Unlock access to every one of the hundreds of articles published daily on BroadwayWorld by logging in with one click.

Existing user? Just click login.

Interview: Director John Farmanesh-Bocca On His Vision For PICNIC By William Inge

John Farmanesh-Bocca (pictured) is a multi-award-winning physical theatre director, the Founding Artistic Director of both Not Man Apart - Physical Theatre Ensemble (2005-2015) and Shakespeare Santa Monica (2003-2014). Now he has shifted gears to go on a search for America by directing the sensual, passionate, and delightfully funny Pulitzer Prize winning play Picnic by William Inge, with his version featuring an entirely Black American cast. I decided to speak with him about his vision for presenting the quintessentially American play and the unique challenges faced while shifting gears from physical movement to character development.
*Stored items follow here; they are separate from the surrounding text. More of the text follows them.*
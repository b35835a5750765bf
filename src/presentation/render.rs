// Panel views - turns panel state into cards, badges and progress values
use crate::application::dashboard_service::Dashboard;
use crate::application::date_navigation::{can_go_forward, today};
use crate::application::panel_controller::PanelState;
use crate::domain::apod::{ApodEntry, MediaType};
use crate::domain::asteroid::{filter_hazardous, rank, Asteroid, AsteroidFeed};
use crate::domain::iss::{format_coordinate, Axis, IssPosition, ORBITAL_FACTS};
use crate::domain::mars_weather::MarsWeather;
use crate::domain::panel::PanelKey;
use crate::domain::snapshot::{DataOrigin, Snapshot, SnapshotStatus};
use crate::domain::telemetry::{
    StatusLevel, SystemMetrics, DEFAULT_THRESHOLD, LATENCY_THRESHOLD, TEMPERATURE_THRESHOLD,
};
use chrono::{DateTime, NaiveDate, Utc};
use serde::Serialize;

#[derive(Debug, Clone, PartialEq, Serialize)]
pub struct PanelView {
    pub panel: PanelKey,
    pub title: &'static str,
    #[serde(skip_serializing_if = "Option::is_none")]
    pub badge: Option<String>,
    pub status: SnapshotStatus,
    pub origin: DataOrigin,
    /// Loading text while loading, the failure message once failed.
    #[serde(skip_serializing_if = "Option::is_none")]
    pub message: Option<String>,
    pub updated_at: DateTime<Utc>,
    #[serde(skip_serializing_if = "Option::is_none")]
    pub date: Option<DateView>,
    pub sections: Vec<Section>,
}

#[derive(Debug, Clone, PartialEq, Serialize)]
pub struct DateView {
    pub selected: NaiveDate,
    pub label: String,
    pub can_go_forward: bool,
}

#[derive(Debug, Clone, PartialEq, Serialize)]
pub struct Section {
    pub title: String,
    pub cards: Vec<Card>,
    #[serde(skip_serializing_if = "Option::is_none")]
    pub empty_message: Option<&'static str>,
}

impl Section {
    fn new(title: impl Into<String>, cards: Vec<Card>) -> Self {
        Self {
            title: title.into(),
            cards,
            empty_message: None,
        }
    }

    fn when_empty(mut self, empty_message: &'static str) -> Self {
        if self.cards.is_empty() {
            self.empty_message = Some(empty_message);
        }
        self
    }
}

#[derive(Debug, Clone, PartialEq, Serialize)]
pub struct Card {
    pub label: String,
    pub value: String,
    #[serde(skip_serializing_if = "Option::is_none")]
    pub detail: Option<String>,
    /// 0-100, for cards drawn as a gauge.
    #[serde(skip_serializing_if = "Option::is_none")]
    pub progress: Option<f64>,
    #[serde(skip_serializing_if = "Option::is_none")]
    pub level: Option<StatusLevel>,
    #[serde(skip_serializing_if = "Option::is_none")]
    pub link: Option<String>,
}

impl Card {
    fn new(label: impl Into<String>, value: impl Into<String>) -> Self {
        Self {
            label: label.into(),
            value: value.into(),
            detail: None,
            progress: None,
            level: None,
            link: None,
        }
    }

    fn detail(mut self, detail: impl Into<String>) -> Self {
        self.detail = Some(detail.into());
        self
    }

    fn gauge(mut self, progress: f64, level: StatusLevel) -> Self {
        self.progress = Some(progress.clamp(0.0, 100.0));
        self.level = Some(level);
        self
    }

    fn level(mut self, level: StatusLevel) -> Self {
        self.level = Some(level);
        self
    }

    fn link(mut self, link: Option<String>) -> Self {
        self.link = link;
        self
    }
}

pub fn title(key: PanelKey) -> &'static str {
    match key {
        PanelKey::Telemetry => "System Telemetry",
        PanelKey::Iss => "ISS Live Tracker",
        PanelKey::MarsWeather => "Mars Weather Station",
        PanelKey::Apod => "Astronomy Picture of the Day",
        PanelKey::Asteroids => "Near-Earth Asteroids",
    }
}

fn loading_message(key: PanelKey) -> &'static str {
    match key {
        PanelKey::Telemetry => "Acquiring system telemetry...",
        PanelKey::Iss => "Loading position data...",
        PanelKey::MarsWeather => "Loading Mars weather data...",
        PanelKey::Apod => "Loading cosmic imagery...",
        PanelKey::Asteroids => "Scanning for near-Earth objects...",
    }
}

/// Common frame: title, status and message come from the snapshot, the
/// body only renders when a payload is present.
fn frame<T>(
    key: PanelKey,
    snapshot: &Snapshot<T>,
    badge: impl FnOnce(Option<&T>) -> Option<String>,
    body: impl FnOnce(&T) -> Vec<Section>,
) -> PanelView {
    let message = match snapshot.status() {
        SnapshotStatus::Loading => Some(loading_message(key).to_string()),
        SnapshotStatus::Failed => snapshot.error_message().map(str::to_string),
        SnapshotStatus::Ready => None,
    };
    PanelView {
        panel: key,
        title: title(key),
        badge: badge(snapshot.payload()),
        status: snapshot.status(),
        origin: snapshot.origin(),
        message,
        updated_at: snapshot.fetched_at(),
        date: None,
        sections: snapshot.payload().map(body).unwrap_or_default(),
    }
}

pub fn telemetry_view(state: &PanelState<(), SystemMetrics>) -> PanelView {
    frame(
        PanelKey::Telemetry,
        state.snapshot(),
        |_| Some("REAL-TIME DATA".to_string()),
        |m| {
            let gauges = vec![
                Card::new("CPU Usage", format!("{:.1}%", m.cpu_usage)).gauge(
                    m.cpu_usage,
                    StatusLevel::classify(m.cpu_usage, DEFAULT_THRESHOLD),
                ),
                Card::new("Memory Usage", format!("{:.1}%", m.memory_usage)).gauge(
                    m.memory_usage,
                    StatusLevel::classify(m.memory_usage, DEFAULT_THRESHOLD),
                ),
                Card::new("Network Latency", format!("{:.0}ms", m.network_latency)).gauge(
                    (m.network_latency / 2.0).min(100.0),
                    StatusLevel::classify(m.network_latency, LATENCY_THRESHOLD),
                ),
                Card::new("Temperature", format!("{:.1}°F", m.temperature)).gauge(
                    m.temperature_gauge(),
                    StatusLevel::classify(m.temperature, TEMPERATURE_THRESHOLD),
                ),
            ];
            let health = vec![
                Card::new("Battery Level", format!("{:.0}%", m.battery_level)).gauge(
                    m.battery_level,
                    StatusLevel::Nominal,
                ),
                Card::new("Signal Strength", format!("{:.0}%", m.signal_strength)).gauge(
                    m.signal_strength,
                    StatusLevel::Nominal,
                ),
            ];
            vec![
                Section::new("Systems", gauges),
                Section::new("System Health Overview", health),
            ]
        },
    )
}

pub fn iss_view(state: &PanelState<(), IssPosition>) -> PanelView {
    frame(
        PanelKey::Iss,
        state.snapshot(),
        |_| Some("ORBITAL TRACKING".to_string()),
        |p| {
            let mut position = vec![
                Card::new("Latitude", format_coordinate(p.latitude, Axis::Latitude)),
                Card::new("Longitude", format_coordinate(p.longitude, Axis::Longitude)),
            ];
            if let Some(at) = p.observed_at() {
                position.push(Card::new("Last Updated", at.format("%H:%M:%S UTC").to_string()));
            }
            let track = p.ground_track();
            vec![
                Section::new("Current Position", position),
                Section::new(
                    "Orbital Data",
                    ORBITAL_FACTS
                        .iter()
                        .map(|(label, value)| Card::new(*label, *value))
                        .collect(),
                ),
                Section::new(
                    "Ground Track",
                    vec![Card::new(
                        "Map Position",
                        format!("{:.1}%, {:.1}%", track.x_percent, track.y_percent),
                    )],
                ),
            ]
        },
    )
}

pub fn mars_weather_view(state: &PanelState<(), MarsWeather>) -> PanelView {
    frame(
        PanelKey::MarsWeather,
        state.snapshot(),
        |w| w.map(|w| format!("SOL {}", w.sol)),
        |w| {
            let t = &w.temperature;
            vec![Section::new(
                "Current Conditions",
                vec![
                    Card::new("Temperature", format!("{:.1}°C", t.average)).detail(format!(
                        "{:.1}°F, High {:.1}°C, Low {:.1}°C",
                        w.average_fahrenheit(),
                        t.max,
                        t.min
                    )),
                    Card::new("Pressure", format!("{:.0} Pa", w.pressure))
                        .detail(format!("~{:.2} mmHg", w.pressure_mmhg())),
                    Card::new("Wind Speed", format!("{:.1} m/s", w.wind_speed))
                        .detail(format!("~{:.1} mph", w.wind_speed_mph())),
                    Card::new("Season", w.season.clone())
                        .detail(format!("Earth Date: {}", w.earth_date)),
                ],
            )]
        },
    )
}

pub fn apod_view(state: &PanelState<NaiveDate, ApodEntry>, today: NaiveDate) -> PanelView {
    let mut view = frame(
        PanelKey::Apod,
        state.snapshot(),
        |_| Some("NASA APOD".to_string()),
        |entry| {
            let media_label = match entry.media_type {
                MediaType::Video => "Video",
                _ => "Image",
            };
            let mut details = vec![
                Card::new("Date", entry.long_date()),
                Card::new("Media Type", entry.media_type.label()),
            ];
            if let Some(copyright) = &entry.copyright {
                details.push(Card::new("Copyright", format!("© {}", copyright.trim())));
            }
            vec![
                Section::new(
                    entry.title.clone(),
                    vec![Card::new(media_label, entry.url.clone()).link(entry.hdurl.clone())],
                ),
                Section::new(
                    "Description",
                    vec![Card::new("Explanation", entry.explanation.clone())],
                ),
                Section::new("Details", details),
            ]
        },
    );
    view.date = state.param().map(|selected| DateView {
        selected: *selected,
        label: selected.format("%A, %B %-d, %Y").to_string(),
        can_go_forward: can_go_forward(*selected, today),
    });
    view
}

fn asteroid_card(asteroid: &Asteroid) -> Card {
    let card = Card::new(asteroid.name.clone(), asteroid.distance_label()).detail(format!(
        "{}, {}, {}",
        asteroid.lunar_label(),
        asteroid.diameter_label(),
        asteroid.velocity_label()
    ));
    if asteroid.is_hazardous() {
        card.level(StatusLevel::Critical)
    } else {
        card
    }
}

pub fn asteroids_view(state: &PanelState<NaiveDate, AsteroidFeed>) -> PanelView {
    let mut view = frame(
        PanelKey::Asteroids,
        state.snapshot(),
        |feed| feed.map(|f| format!("{} DETECTED", f.asteroids.len())),
        |feed| {
            let summary = feed.summary();
            let ranked = rank(&feed.asteroids);
            let hazardous = filter_hazardous(ranked.iter().copied());
            vec![
                Section::new(
                    "Summary",
                    vec![
                        Card::new("Total Objects", summary.total.to_string()),
                        Card::new("Potentially Hazardous", summary.hazardous.to_string())
                            .level(if summary.hazardous > 0 {
                                StatusLevel::Critical
                            } else {
                                StatusLevel::Nominal
                            }),
                        Card::new("Closest Approach", summary.closest_approach),
                        Card::new(
                            "Observation Date",
                            feed.observation_date.format("%Y-%m-%d").to_string(),
                        ),
                    ],
                ),
                Section::new(
                    "All Near-Earth Objects",
                    ranked.iter().map(|a| asteroid_card(a)).collect(),
                )
                .when_empty("No asteroids detected for this date"),
                Section::new(
                    "Potentially Hazardous Objects",
                    hazardous.iter().map(|a| asteroid_card(a)).collect(),
                )
                .when_empty("All Clear"),
            ]
        },
    );
    view.date = state.param().map(|selected| DateView {
        selected: *selected,
        label: selected.format("%Y-%m-%d").to_string(),
        can_go_forward: true,
    });
    view
}

/// Render whichever panel `key` names from its current state.
pub fn render_panel(dashboard: &Dashboard, key: PanelKey) -> PanelView {
    match key {
        PanelKey::Telemetry => telemetry_view(&dashboard.telemetry.state()),
        PanelKey::Iss => iss_view(&dashboard.iss.state()),
        PanelKey::MarsWeather => mars_weather_view(&dashboard.mars_weather.state()),
        PanelKey::Apod => apod_view(&dashboard.apod.state(), today()),
        PanelKey::Asteroids => asteroids_view(&dashboard.asteroids.state()),
    }
}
Hello John. First of all, I have seen many of your past staged productions which centered on mythological characters utilizing physical movement to assist in telling the story. So I am really curious about what made you decide to direct a classic 1950s play about an All-American family this time?
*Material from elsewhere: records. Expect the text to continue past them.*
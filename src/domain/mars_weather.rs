// Mars weather record (synthetic stand-in for the retired InSight feed)
use chrono::NaiveDate;
use serde::Serialize;

use super::units::{celsius_to_fahrenheit, mps_to_mph, pascals_to_mmhg};

#[derive(Debug, Clone, Copy, PartialEq, Serialize)]
pub struct TemperatureRange {
    pub min: f64,
    pub max: f64,
    pub average: f64,
}

#[derive(Debug, Clone, PartialEq, Serialize)]
pub struct MarsWeather {
    pub sol: u32,
    /// Degrees Celsius.
    pub temperature: TemperatureRange,
    /// Pascals.
    pub pressure: f64,
    /// Metres per second.
    pub wind_speed: f64,
    pub season: String,
    pub earth_date: NaiveDate,
}

impl MarsWeather {
    pub fn average_fahrenheit(&self) -> f64 {
        celsius_to_fahrenheit(self.temperature.average)
    }

    pub fn pressure_mmhg(&self) -> f64 {
        pascals_to_mmhg(self.pressure)
    }

    pub fn wind_speed_mph(&self) -> f64 {
        mps_to_mph(self.wind_speed)
    }
}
I do believe I am on a quest to explore a different kind of mythology as I am both a product and a tourist to the American experience. Growing up as a Middle Eastern kid, the son of an exiled Iranian General, in an odd and magical country where I felt like I was always on the other side of the glass looking in, I felt equally as turned on and left out, fascinated and frightened by everything I saw growing up here. But survival makes a person quickly go along to get along. Don't let my perfect standard American English television accent fool you. I do not feel of this place.

I guess I never reconciled for myself what this country was to me. I'm still trying to find out what it is. My father was brave enough to leave home, go against his cultural norms and bring us to this country, and he died the same night Donald Trump was elected. That moment just filled me with questions that had laid dormant in me all my life. Here I was loving a country that never felt like it loved me very much.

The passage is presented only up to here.